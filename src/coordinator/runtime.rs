//! Bounded thread pool for specialist and QA calls.
//!
//! Jobs go through a bounded `crossbeam-channel` queue to named worker
//! threads. Each job replies on its own `bounded(1)` channel, which the
//! coordinator reads with a deadline. A job that panics drops its reply
//! sender, so the waiting side sees [`JobError::Lost`] instead of hanging.

use std::panic::{self, AssertUnwindSafe};
use std::thread::{self, JoinHandle};
use std::time::{Duration, Instant};

use crossbeam_channel::{bounded, Receiver, RecvTimeoutError, Sender, TrySendError};
use tracing::{debug, warn};

use crate::error::PlanError;

type Job = Box<dyn FnOnce() + Send + 'static>;

/// Why a job produced no value.
#[derive(Debug, Clone, Copy, PartialEq, Eq)]
pub(crate) enum JobError {
    /// The deadline passed first. The job may still be running.
    TimedOut,
    /// The job panicked or its worker went away.
    Lost,
}

pub(crate) struct WorkerPool {
    name: String,
    tx: Option<Sender<Job>>,
    workers: Vec<JoinHandle<()>>,
    queue_capacity: usize,
}

impl WorkerPool {
    pub(crate) fn start(name: &str, workers: usize, queue_capacity: usize) -> Result<Self, PlanError> {
        let workers = workers.max(1);
        let queue_capacity = queue_capacity.max(1);
        let (tx, rx) = bounded::<Job>(queue_capacity);

        let mut handles = Vec::with_capacity(workers);
        for idx in 0..workers {
            let rx: Receiver<Job> = rx.clone();
            let handle = thread::Builder::new()
                .name(format!("buildplan-{name}-{idx}"))
                .spawn(move || {
                    while let Ok(job) = rx.recv() {
                        // A panicking job must not take the worker down with it.
                        let _ = panic::catch_unwind(AssertUnwindSafe(job));
                    }
                })
                .map_err(|e| PlanError::internal(format!("failed to spawn {name} worker: {e}")))?;
            handles.push(handle);
        }
        debug!(pool = name, workers, queue_capacity, "worker pool started");

        Ok(Self {
            name: name.to_string(),
            tx: Some(tx),
            workers: handles,
            queue_capacity,
        })
    }

    /// Queues `f` without blocking.
    pub(crate) fn try_submit<T, F>(&self, f: F) -> Result<JobHandle<T>, PlanError>
    where
        T: Send + 'static,
        F: FnOnce() -> T + Send + 'static,
    {
        let Some(tx) = &self.tx else {
            return Err(PlanError::internal(format!("{} pool is shut down", self.name)));
        };
        let (reply_tx, reply_rx) = bounded::<T>(1);
        let job: Job = Box::new(move || {
            let _ = reply_tx.send(f());
        });
        match tx.try_send(job) {
            Ok(()) => Ok(JobHandle { rx: reply_rx }),
            Err(TrySendError::Full(_)) => Err(PlanError::internal(format!(
                "{} queue is full (capacity {})",
                self.name, self.queue_capacity
            ))),
            Err(TrySendError::Disconnected(_)) => {
                Err(PlanError::internal(format!("{} workers disconnected", self.name)))
            }
        }
    }

    /// Closes the queue, joins workers that finish within `grace` and
    /// detaches the rest.
    pub(crate) fn shutdown(mut self, grace: Duration) {
        // Workers drain queued jobs, then exit.
        drop(self.tx.take());
        let deadline = Instant::now() + grace;
        let mut detached = 0usize;
        for handle in std::mem::take(&mut self.workers) {
            while !handle.is_finished() && Instant::now() < deadline {
                thread::sleep(Duration::from_millis(1));
            }
            if handle.is_finished() {
                let _ = handle.join();
            } else {
                detached += 1;
            }
        }
        if detached > 0 {
            warn!(pool = %self.name, detached, "detached workers still running at shutdown");
        }
    }
}

impl Drop for WorkerPool {
    fn drop(&mut self) {
        // Never block in drop; unjoined workers exit once the queue is closed.
        drop(self.tx.take());
    }
}

/// Reply side of a submitted job.
pub(crate) struct JobHandle<T> {
    rx: Receiver<T>,
}

impl<T> JobHandle<T> {
    /// Waits for the job until `deadline`.
    pub(crate) fn recv_deadline(&self, deadline: Instant) -> Result<T, JobError> {
        self.rx.recv_deadline(deadline).map_err(|err| match err {
            RecvTimeoutError::Timeout => JobError::TimedOut,
            RecvTimeoutError::Disconnected => JobError::Lost,
        })
    }
}

#[cfg(test)]
mod tests {
    use super::*;

    fn soon(ms: u64) -> Instant {
        Instant::now() + Duration::from_millis(ms)
    }

    #[test]
    fn jobs_run_concurrently() {
        let pool = WorkerPool::start("test", 2, 4).unwrap();
        let started = Instant::now();
        let a = pool.try_submit(|| thread::sleep(Duration::from_millis(150))).unwrap();
        let b = pool.try_submit(|| thread::sleep(Duration::from_millis(150))).unwrap();
        a.recv_deadline(soon(1_000)).unwrap();
        b.recv_deadline(soon(1_000)).unwrap();
        assert!(started.elapsed() < Duration::from_millis(290));
        pool.shutdown(Duration::from_secs(1));
    }

    #[test]
    fn deadline_reports_timeout() {
        let pool = WorkerPool::start("test", 1, 1).unwrap();
        let slow = pool
            .try_submit(|| {
                thread::sleep(Duration::from_millis(300));
                1
            })
            .unwrap();
        assert_eq!(slow.recv_deadline(soon(20)), Err(JobError::TimedOut));
        pool.shutdown(Duration::ZERO);
    }

    #[test]
    fn panicking_job_is_lost_and_worker_survives() {
        let pool = WorkerPool::start("test", 1, 2).unwrap();
        let boom = pool.try_submit(|| -> u32 { panic!("backend bug") }).unwrap();
        assert_eq!(boom.recv_deadline(soon(1_000)), Err(JobError::Lost));
        let ok = pool.try_submit(|| 7).unwrap();
        assert_eq!(ok.recv_deadline(soon(1_000)), Ok(7));
        pool.shutdown(Duration::from_secs(1));
    }

    #[test]
    fn full_queue_is_rejected() {
        let pool = WorkerPool::start("test", 1, 1).unwrap();
        let (gate_tx, gate_rx) = bounded::<()>(0);
        let busy = pool.try_submit(move || gate_rx.recv().is_ok()).unwrap();
        // Wait until the worker has taken the first job off the queue.
        thread::sleep(Duration::from_millis(20));
        let _queued = pool.try_submit(|| ()).unwrap();
        let err = pool.try_submit(|| ()).err().unwrap();
        assert!(err.to_string().contains("queue is full"));
        gate_tx.send(()).unwrap();
        assert_eq!(busy.recv_deadline(soon(1_000)), Ok(true));
        pool.shutdown(Duration::from_secs(1));
    }
}
//! Error types for buildplan.
//!
//! All errors are strongly typed using thiserror. Structural problems with
//! inputs surface synchronously as [`ValidationError`]. Partial failures during
//! a coordinator run (a specialist call that never succeeds, an out-of-ownership
//! write, a blocking QA verdict) are recovered locally and reported alongside
//! the result instead of being raised.

use thiserror::Error;

use crate::session::SessionId;

/// Validation errors raised while building sources, facts, or configuration.
#[derive(Debug, Clone, PartialEq, Eq, Error)]
pub enum ValidationError {
    #[error("Fact '{fact_id}' cites unknown source '{source_id}'")]
    UnknownSource {
        fact_id: String,
        source_id: String,
    },

    #[error("Duplicate fact id '{fact_id}'")]
    DuplicateFact {
        fact_id: String,
    },

    #[error("Duplicate source id '{source_id}'")]
    DuplicateSource {
        source_id: String,
    },

    #[error("Malformed override for '{file_name}': {reason}")]
    MalformedOverride {
        file_name: String,
        reason: String,
    },

    #[error("Required field '{field}' is missing on '{record}'")]
    MissingField {
        record: String,
        field: String,
    },

    #[error("Unknown {field} '{value}'")]
    UnknownValue {
        field: String,
        value: String,
    },

    #[error("Invalid configuration: {reason}")]
    InvalidConfig {
        reason: String,
    },
}

/// Failure of a single external call (specialist backend or QA gate).
#[derive(Debug, Clone, PartialEq, Eq, Error)]
pub enum ExternalCallError {
    #[error("External call failed: {message}")]
    Failed {
        message: String,
        retryable: bool,
    },

    #[error("External call timed out after {duration_ms}ms")]
    Timeout {
        duration_ms: u64,
    },

    #[error("Malformed specialist output: {reason}")]
    MalformedOutput {
        reason: String,
    },
}

impl ExternalCallError {
    /// A failure worth retrying (rate limit, 5xx, dropped connection).
    #[must_use]
    pub fn transient(message: impl Into<String>) -> Self {
        Self::Failed {
            message: message.into(),
            retryable: true,
        }
    }

    /// A failure that will not change on retry.
    #[must_use]
    pub fn permanent(message: impl Into<String>) -> Self {
        Self::Failed {
            message: message.into(),
            retryable: false,
        }
    }

    /// Returns true if another attempt may succeed.
    #[must_use]
    pub const fn is_retryable(&self) -> bool {
        match self {
            Self::Failed { retryable, .. } => *retryable,
            Self::Timeout { .. } => true,
            Self::MalformedOutput { .. } => false,
        }
    }
}

/// Session store errors.
#[derive(Debug, Clone, PartialEq, Eq, Error)]
pub enum SessionError {
    #[error("Session not found: {0}")]
    NotFound(SessionId),

    #[error("Session expired: {0}")]
    Expired(SessionId),

    #[error("Session store backend error: {0}")]
    Backend(String),
}

/// Returned by publish integrations when the QA gate blocks publication.
#[derive(Debug, Clone, PartialEq, Eq, Error)]
pub enum PublishError {
    #[error("Publish blocked by QA: score {score} is below threshold {threshold}")]
    QaBlocked {
        score: u8,
        threshold: u8,
        fixes: Vec<String>,
    },
}

/// Configuration loading errors.
#[derive(Debug, Clone, PartialEq, Eq, Error)]
pub enum ConfigError {
    #[error("Failed to read config file '{path}': {message}")]
    Io {
        path: String,
        message: String,
    },

    #[error("Failed to parse {format} config: {message}")]
    Parse {
        format: &'static str,
        message: String,
    },

    #[error(transparent)]
    Invalid(#[from] ValidationError),
}

/// Top-level error type for buildplan.
#[derive(Debug, Error)]
pub enum PlanError {
    #[error("Validation error: {0}")]
    Validation(#[from] ValidationError),

    #[error("External call error: {0}")]
    External(#[from] ExternalCallError),

    #[error("Session error: {0}")]
    Session(#[from] SessionError),

    #[error("Publish error: {0}")]
    Publish(#[from] PublishError),

    #[error("Config error: {0}")]
    Config(#[from] ConfigError),

    #[error("Internal error: {message}")]
    Internal {
        message: String,
    },
}

impl PlanError {
    /// Creates an internal error.
    #[must_use]
    pub fn internal(message: impl Into<String>) -> Self {
        Self::Internal {
            message: message.into(),
        }
    }

    /// Returns true if this is a validation error.
    #[must_use]
    pub const fn is_validation(&self) -> bool {
        matches!(self, Self::Validation(_))
    }

    /// Returns true if this is a publish refusal.
    #[must_use]
    pub const fn is_publish_blocked(&self) -> bool {
        matches!(self, Self::Publish(PublishError::QaBlocked { .. }))
    }

    /// Returns true if this error is retryable.
    #[must_use]
    pub const fn is_retryable(&self) -> bool {
        match self {
            Self::External(e) => e.is_retryable(),
            Self::Session(SessionError::Backend(_)) => true,
            _ => false,
        }
    }
}

/// Result type alias for buildplan operations.
pub type PlanResult<T> = Result<T, PlanError>;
⁂
What you should do | From the data above, give the number of lines that hold "slow", without anything else.

Response to this task | 2